Offering an early insight into how strategic data collection, analysis and sharing is creeping into the whole agri-food value chain, the French agri-tech start-up revealed that across Europe it has activated 250 private weather networks – 25 of those networks within the UK – connecting over 9,000 on-farm stations from its total of 15,000.

 

“During 2020 we doubled the number of ag weather stations in the UK,” says Fleur van Luijk, UK market co-ordinator for Sencrop, which entered the UK market in 2018.

 

“Approximately one-quarter of our stations are connected collaboratively within a private network, enabling access to data from other stations.”

 

Users – whether farmers, advisers, contractors, managers or anyone else with authorisation – can choose stations located in areas of interest and retrieve all the weather data in a secure, ultra-localised manner using a smartphone app or a standard browser.

 

Sencrop says farmers armed with this information – temperature, wind speed, direction, humidity, cumulative rainfall – can better manage their operations.

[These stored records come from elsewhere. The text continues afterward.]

//! Inbound update polling and command dispatch.
//!
//! The cursor is an explicit value: `poll` takes the current cursor and
//! returns the advanced one. It moves past every observed update before that
//! update's command runs, so a failing command is never redelivered.

use std::{str::FromStr, sync::Arc};

use async_trait::async_trait;
use chrono::{Local, NaiveDate};

use crate::{
    domain::{ChatId, MessageId},
    messaging::{delivery::Delivery, types::ChatAction},
    Error, Result,
};

const ACK_TEXT: &str = "On it 💪";
const DONE_TEXT: &str = "Done 💪";

/// What the first poll after startup does with the backlog.
#[derive(Clone, Copy, Debug, Default, PartialEq, Eq)]
pub enum StartupPolicy {
    /// Advance past pending updates without running their commands.
    #[default]
    Drain,
    /// Run pending commands like any later poll.
    Dispatch,
}

impl FromStr for StartupPolicy {
    type Err = Error;

    fn from_str(s: &str) -> Result<Self> {
        match s.trim().to_lowercase().as_str() {
            "drain" => Ok(Self::Drain),
            "dispatch" => Ok(Self::Dispatch),
            other => Err(Error::Config(format!(
                "unknown startup policy {other:?} (expected drain or dispatch)"
            ))),
        }
    }
}

/// Next update offset to request.
#[derive(Clone, Copy, Debug, Default, PartialEq, Eq)]
pub struct UpdateCursor {
    offset: i64,
    primed: bool,
}

impl UpdateCursor {
    /// Fresh cursor: offset zero, first poll not yet done.
    pub fn new() -> Self {
        Self::default()
    }

    /// Cursor resuming at `offset`, as if a poll already happened.
    pub fn at(offset: i64) -> Self {
        Self {
            offset,
            primed: true,
        }
    }

    pub fn offset(&self) -> i64 {
        self.offset
    }

    pub fn is_primed(&self) -> bool {
        self.primed
    }

    fn observe(&mut self, update_id: i64) {
        if update_id >= self.offset {
            self.offset = update_id + 1;
        }
    }
}

/// Recognized bot commands.
#[derive(Clone, Copy, Debug, PartialEq, Eq, Hash)]
pub enum Command {
    Tracks,
    Today,
    Tomorrow,
    Week,
}

const COMMAND_TABLE: &[(&str, Command)] = &[
    ("/tracks", Command::Tracks),
    ("/today", Command::Today),
    ("/tomorrow", Command::Tomorrow),
    ("/week", Command::Week),
];

impl Command {
    pub fn all() -> impl Iterator<Item = Command> {
        COMMAND_TABLE.iter().map(|(_, c)| *c)
    }

    /// Look up a command token such as `/today`.
    pub fn lookup(token: &str) -> Option<Command> {
        COMMAND_TABLE
            .iter()
            .find(|(name, _)| *name == token)
            .map(|(_, c)| *c)
    }

    /// Name without the leading slash.
    pub fn name(self) -> &'static str {
        COMMAND_TABLE
            .iter()
            .find(|(_, c)| *c == self)
            .map(|(name, _)| name.trim_start_matches('/'))
            .unwrap_or_default()
    }

    pub fn description(self) -> &'static str {
        match self {
            Command::Tracks => "List the available tracks",
            Command::Today => "Today's workouts [track]",
            Command::Tomorrow => "Tomorrow's workouts [track]",
            Command::Week => "This week's workouts [track]",
        }
    }
}

/// Split `/cmd@bot rest of text` into a known command and its argument.
pub fn parse_command(text: &str, bot_username: Option<&str>) -> Option<(Command, Option<String>)> {
    let text = match bot_username.filter(|u| !u.is_empty()) {
        Some(username) => text.replace(&format!("@{username}"), ""),
        None => text.to_string(),
    };

    let mut parts = text.trim().splitn(2, char::is_whitespace);
    let command = Command::lookup(parts.next()?)?;
    let args = parts
        .next()
        .map(str::trim)
        .filter(|s| !s.is_empty())
        .map(str::to_string);
    Some((command, args))
}

/// A command as received, ready for its handler.
#[derive(Clone, Debug, PartialEq, Eq)]
pub struct CommandInvocation {
    pub command: Command,
    /// Remainder of the message after the command token (a track key).
    pub args: Option<String>,
    pub chat_id: ChatId,
    pub message_id: MessageId,
    /// Local date the command was received on.
    pub today: NaiveDate,
}

#[async_trait]
pub trait CommandHandler: Send + Sync {
    async fn handle(&self, invocation: &CommandInvocation) -> Result<()>;
}

#[derive(Debug)]
pub struct DispatchFailure {
    pub update_id: i64,
    pub error: Error,
}

#[derive(Debug)]
pub struct PollReport {
    pub cursor: UpdateCursor,
    pub received: usize,
    pub dispatched: usize,
    pub failures: Vec<DispatchFailure>,
}

pub struct UpdatePoller {
    delivery: Delivery,
    handler: Arc<dyn CommandHandler>,
    bot_username: Option<String>,
    policy: StartupPolicy,
    clock: fn() -> NaiveDate,
}

fn local_today() -> NaiveDate {
    Local::now().date_naive()
}

impl UpdatePoller {
    pub fn new(
        delivery: Delivery,
        handler: Arc<dyn CommandHandler>,
        bot_username: Option<String>,
        policy: StartupPolicy,
    ) -> Self {
        Self {
            delivery,
            handler,
            bot_username,
            policy,
            clock: local_today,
        }
    }

    pub fn with_clock(mut self, clock: fn() -> NaiveDate) -> Self {
        self.clock = clock;
        self
    }

    /// Fetch updates from `cursor` and dispatch the recognized commands.
    ///
    /// Fails only when the updates themselves cannot be fetched; the caller
    /// then keeps its previous cursor. Handler failures are collected in the
    /// report and never stop the cursor from reaching `max_id + 1`.
    pub async fn poll(&self, cursor: UpdateCursor) -> Result<PollReport> {
        let mut cursor = cursor;
        tracing::debug!("Getting messages with offset {}", cursor.offset);
        let updates = self.delivery.port().get_updates(cursor.offset).await?;

        let dispatch = cursor.primed || self.policy == StartupPolicy::Dispatch;
        let mut report = PollReport {
            cursor,
            received: updates.len(),
            dispatched: 0,
            failures: Vec::new(),
        };

        for update in updates {
            tracing::info!("Processing message with offset {}", update.update_id);
            cursor.observe(update.update_id);
            if !dispatch {
                continue;
            }

            let Some(msg) = update.message else {
                continue;
            };
            let Some(text) = msg.text.as_deref() else {
                continue;
            };
            let Some((command, args)) = parse_command(text, self.bot_username.as_deref()) else {
                continue;
            };

            let invocation = CommandInvocation {
                command,
                args,
                chat_id: msg.chat_id,
                message_id: msg.message_id,
                today: (self.clock)(),
            };
            match self.dispatch(&invocation).await {
                Ok(()) => report.dispatched += 1,
                Err(error) => {
                    tracing::error!(
                        "/{} from chat {} failed: {error}",
                        command.name(),
                        msg.chat_id.0
                    );
                    report.failures.push(DispatchFailure {
                        update_id: update.update_id,
                        error,
                    });
                }
            }
        }

        if !dispatch && report.received > 0 {
            tracing::info!(
                "Drained {} pending updates without dispatch",
                report.received
            );
        }

        cursor.primed = true;
        report.cursor = cursor;
        Ok(report)
    }

    async fn dispatch(&self, invocation: &CommandInvocation) -> Result<()> {
        let chat_id = invocation.chat_id;
        let reply_to = invocation.message_id;

        self.delivery.send_reply(chat_id, ACK_TEXT, reply_to).await?;
        self.delivery
            .port()
            .send_chat_action(chat_id, ChatAction::Typing)
            .await?;
        self.handler.handle(invocation).await?;
        self.delivery.send_reply(chat_id, DONE_TEXT, reply_to).await
    }
}
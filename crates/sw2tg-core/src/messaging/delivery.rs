use std::{sync::Arc, time::Duration};

use tokio::time::sleep;

use crate::{
    domain::{ChatId, MessageId},
    formatting::utf16_len,
    messaging::{port::MessagingPort, types::OutgoingMessage},
    Error, Result,
};

/// Sends composed messages with throttle backoff and a plain-text fallback.
///
/// Every attempt that the platform throttles is retried exactly once after
/// twice the requested delay. A MarkdownV2 send that still fails is repeated
/// once as plain text; whatever that second attempt returns is final.
#[derive(Clone)]
pub struct Delivery {
    port: Arc<dyn MessagingPort>,
}

impl Delivery {
    pub fn new(port: Arc<dyn MessagingPort>) -> Self {
        Self { port }
    }

    pub fn port(&self) -> &Arc<dyn MessagingPort> {
        &self.port
    }

    pub async fn send(&self, chat_id: ChatId, text: &str) -> Result<()> {
        self.deliver(OutgoingMessage::markdown(chat_id, text)).await
    }

    pub async fn send_reply(&self, chat_id: ChatId, text: &str, reply_to: MessageId) -> Result<()> {
        self.deliver(OutgoingMessage::markdown(chat_id, text).reply_to(reply_to))
            .await
    }

    pub async fn deliver(&self, msg: OutgoingMessage) -> Result<()> {
        match self.send_with_backoff(&msg).await {
            Ok(()) => Ok(()),
            Err(e) if msg.markdown => {
                tracing::warn!(
                    "MarkdownV2 send to {} failed ({e}), retrying as plain text",
                    msg.chat_id.0
                );
                let plain = OutgoingMessage {
                    markdown: false,
                    ..msg
                };
                self.send_with_backoff(&plain).await
            }
            Err(e) => Err(e),
        }
    }

    async fn send_with_backoff(&self, msg: &OutgoingMessage) -> Result<()> {
        match self.port.send_message(msg).await {
            Ok(_) => Ok(()),
            Err(Error::RateLimited { retry_after }) => {
                let wait = retry_after * 2;
                tracing::warn!(
                    "rate limited sending to {}, sleeping {}s before last try",
                    msg.chat_id.0,
                    wait.as_secs()
                );
                sleep(wait).await;
                self.port.send_message(msg).await.map(|_| ())
            }
            Err(e) => Err(e),
        }
    }

    /// Send blocks in order, stopping at the first failure.
    pub async fn send_batch(&self, chat_id: ChatId, texts: &[String]) -> Result<()> {
        self.send_batch_paced(chat_id, texts, Duration::ZERO).await
    }

    /// Like [`Delivery::send_batch`], sleeping `interval` between sends.
    pub async fn send_batch_paced(
        &self,
        chat_id: ChatId,
        texts: &[String],
        interval: Duration,
    ) -> Result<()> {
        let total = texts.len();
        for (idx, text) in texts.iter().enumerate() {
            if idx > 0 && !interval.is_zero() {
                sleep(interval).await;
            }
            tracing::info!(
                "Sending to {} {}/{} {}chars",
                chat_id.0,
                idx + 1,
                total,
                utf16_len(text)
            );
            self.send(chat_id, text).await?;
        }
        Ok(())
    }
}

They can anticipate weather or disease risks, allocate daily tasks to make the most of appropriate weather windows and ensure best practice in using crop protection products.

 

For example, trials carried out at Syngenta’s Shropshire Innovation Centre combined field-level Sencrop weather data with in-field aphid monitoring. By calculating a hyper-local T-Sum 170 – regarded as the threshold for applying anti-BYDV insecticides – growers could make a more informed decision about spraying, either by optimising timing or improving confidence in avoiding unnecessary applications.

 

According to Sencrop, agronomists are using access to this shared data to improve and refine their recommendations to customers. Processors and buyers are also using networks to analyse weather data to develop harvest strategies that optimise harvest windows, while maintaining supply volumes.